These are the key concepts you need to understand to accurately answer the question.

Wavelength
The wavelength of light is a fundamental concept in understanding diffraction patterns. It refers to the distance between consecutive peaks of a light wave. In the context of diffraction through a single slit, the wavelength determines how light interferes with itself to create patterns on a screen.
  • The wavelength for green mercury light is given as 546 nanometers (nm), which is a common measurement used in physics for visible light.
  • This value needs to be converted to meters when performing calculations that involve physical distances such as diffraction. In this case: \(546 \, \text{nm} = 546 \times 10^{-9} \, \text{m}\).
  • The smaller the wavelength, the closer the diffraction patterns appear on the screen for a given slit width.
Screen Distance
The screen distance is a crucial measurement in single-slit diffraction experiments. It refers to the distance between the slit through which light passes and the screen where the diffraction pattern is observed.
  • In this problem, the screen distance is given as 1.75 meters. This distance can affect the size and clarity of the diffraction pattern observed.
  • A larger distance will spread the pattern over a larger area, potentially making the bands wider and more distinct.
  • The screen distance (\( L \)) is used in calculating the position of the minima in the pattern through the equation \( y = L \tan \theta \), which connects it with the angle \( \theta \) formed at the central maximum.
Central Maximum
The central maximum is the brightest part of a diffraction pattern.

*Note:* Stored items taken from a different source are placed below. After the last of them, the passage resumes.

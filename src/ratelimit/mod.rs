//! Request pacing and retry backoff.

mod limiter;
mod window;
mod gate;
pub mod backoff;

pub use limiter::{RateLimiter, RateLimiterStatus};
pub use window::{RequestRecord, RequestWindow};
pub use gate::RequestGate;
pub use backoff::{parse_retry_after, MAX_RETRY_DELAY};
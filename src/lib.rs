//! sevdesk-pacer - Request pacing for the SevDesk API
//!
//! This crate paces outbound calls to the SevDesk accounting REST API. A
//! [`RateLimiter`](ratelimit::RateLimiter) enforces a sliding-window quota
//! and a minimum spacing between requests, and computes backoff delays for
//! failed calls. [`RetryPipeline`](client::RetryPipeline) ties both into a
//! single explicit request stage.

pub mod client;
pub mod config;
pub mod error;
pub mod ratelimit;
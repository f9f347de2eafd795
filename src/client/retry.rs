//! Paced request execution with bounded retries.

use std::fmt;
use std::future::Future;
use std::sync::Arc;
use std::time::Duration;
use tokio::time::sleep;
use tracing::{debug, warn};

use crate::ratelimit::{parse_retry_after, RequestGate};

/// Errors that the retry pipeline knows how to classify.
pub trait RetryableError {
    /// Whether the failed request is worth issuing again.
    fn is_retryable(&self) -> bool {
        true
    }

    /// Server-supplied wait before the next attempt.
    fn retry_after(&self) -> Option<Duration> {
        None
    }
}

/// A non-success HTTP response from the SevDesk API.
#[derive(Debug, Clone, PartialEq, Eq)]
pub struct HttpStatusError {
    /// Response status code
    pub status: u16,
    /// Parsed `Retry-After` header, if the response carried one
    pub retry_after: Option<Duration>,
}

impl HttpStatusError {
    /// Build from a status code and the raw `Retry-After` header value.
    pub fn new(status: u16, retry_after_header: Option<&str>) -> Self {
        Self {
            status,
            retry_after: retry_after_header.and_then(parse_retry_after),
        }
    }
}

impl fmt::Display for HttpStatusError {
    fn fmt(&self, f: &mut fmt::Formatter<'_>) -> fmt::Result {
        write!(f, "HTTP status {}", self.status)
    }
}

impl std::error::Error for HttpStatusError {}

impl RetryableError for HttpStatusError {
    /// Rate-limit responses, request timeouts and server errors are retried.
    fn is_retryable(&self) -> bool {
        matches!(self.status, 408 | 429) || (500..600).contains(&self.status)
    }

    fn retry_after(&self) -> Option<Duration> {
        self.retry_after
    }
}

/// Runs operations through a request gate: wait for a slot, issue the
/// request, and on a retryable failure back off and try again until the
/// gate's retry budget is spent.
///
/// The gate is injected by whoever owns the API client, so every pipeline
/// spending the same account quota should share one gate.
pub struct RetryPipeline<G: RequestGate> {
    gate: Arc<G>,
}

impl<G: RequestGate> RetryPipeline<G> {
    /// Create a pipeline that paces through `gate`.
    pub fn new(gate: Arc<G>) -> Self {
        Self { gate }
    }

    /// The gate this pipeline paces through.
    pub fn gate(&self) -> &Arc<G> {
        &self.gate
    }

    /// Execute `op`, retrying failures as the gate allows.
    ///
    /// `op` receives the 0-based retry count of the attempt. The last
    /// error is returned unchanged once retries are exhausted or the error
    /// is not retryable.
    pub async fn execute<T, E, F, Fut>(&self, mut op: F) -> Result<T, E>
    where
        F: FnMut(u32) -> Fut,
        Fut: Future<Output = Result<T, E>>,
        E: RetryableError + fmt::Display,
    {
        let mut retry_count = 0;

        loop {
            if retry_count == 0 {
                self.gate.acquire_slot().await;
            } else {
                self.gate.acquire_retry_slot(retry_count).await;
            }

            let err = match op(retry_count).await {
                Ok(value) => return Ok(value),
                Err(err) => err,
            };

            if !err.is_retryable() {
                debug!(error = %err, "Request failed with non-retryable error");
                return Err(err);
            }

            if !self.gate.should_retry(retry_count) {
                warn!(
                    error = %err,
                    retries = retry_count,
                    "Request failed, retries exhausted"
                );
                return Err(err);
            }

            let delay = self.gate.compute_retry_delay(retry_count, err.retry_after());
            warn!(
                error = %err,
                retry_count = retry_count,
                delay_ms = delay.as_millis() as u64,
                "Request failed, retrying"
            );
            sleep(delay).await;
            retry_count += 1;
        }
    }
}

impl<G: RequestGate> Clone for RetryPipeline<G> {
    fn clone(&self) -> Self {
        Self {
            gate: Arc::clone(&self.gate),
        }
    }
}
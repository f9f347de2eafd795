//! Error types for sevdesk-pacer.
//!
//! The rate limiter itself never fails; these errors come from loading
//! and validating configuration.

use thiserror::Error;

/// Main error type for sevdesk-pacer operations.
#[derive(Error, Debug)]
pub enum PacerError {
    /// Configuration-related errors
    #[error("Configuration error: {0}")]
    Config(String),

    /// I/O errors
    #[error("I/O error: {0}")]
    Io(#[from] std::io::Error),
}

impl From<::config::ConfigError> for PacerError {
    fn from(err: ::config::ConfigError) -> Self {
        PacerError::Config(err.to_string())
    }
}

/// Result type alias for sevdesk-pacer operations.
pub type Result<T> = std::result::Result<T, PacerError>;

It appears directly in line with the light source and the slit.
  • This feature occurs because light waves traveling straight through the slit interfere constructively at the center.
  • The width of the central maximum is typically wider than other maxima due to the nature of single-slit diffraction.
  • In calculations involving diffraction, such as finding the first minimum, the central maximum acts as a reference point. The distance from this central spot to the first minimum is calculated using the angle \( \theta \) determined by the light's wavelength and the slit width.
First Minimum
The first minimum in a diffraction pattern is the first point on either side of the central maximum where the light intensity falls to a minimum.
  • It results from destructive interference between light waves originating from different parts of the slit.
  • Mathematically, the position of the first minimum is found using the formula for single-slit diffraction: \( a \sin \theta = \lambda \), where \(a\) is the slit width, \(\lambda\) is the wavelength of light, and \(\theta\) represents the angle to the minimum from the center.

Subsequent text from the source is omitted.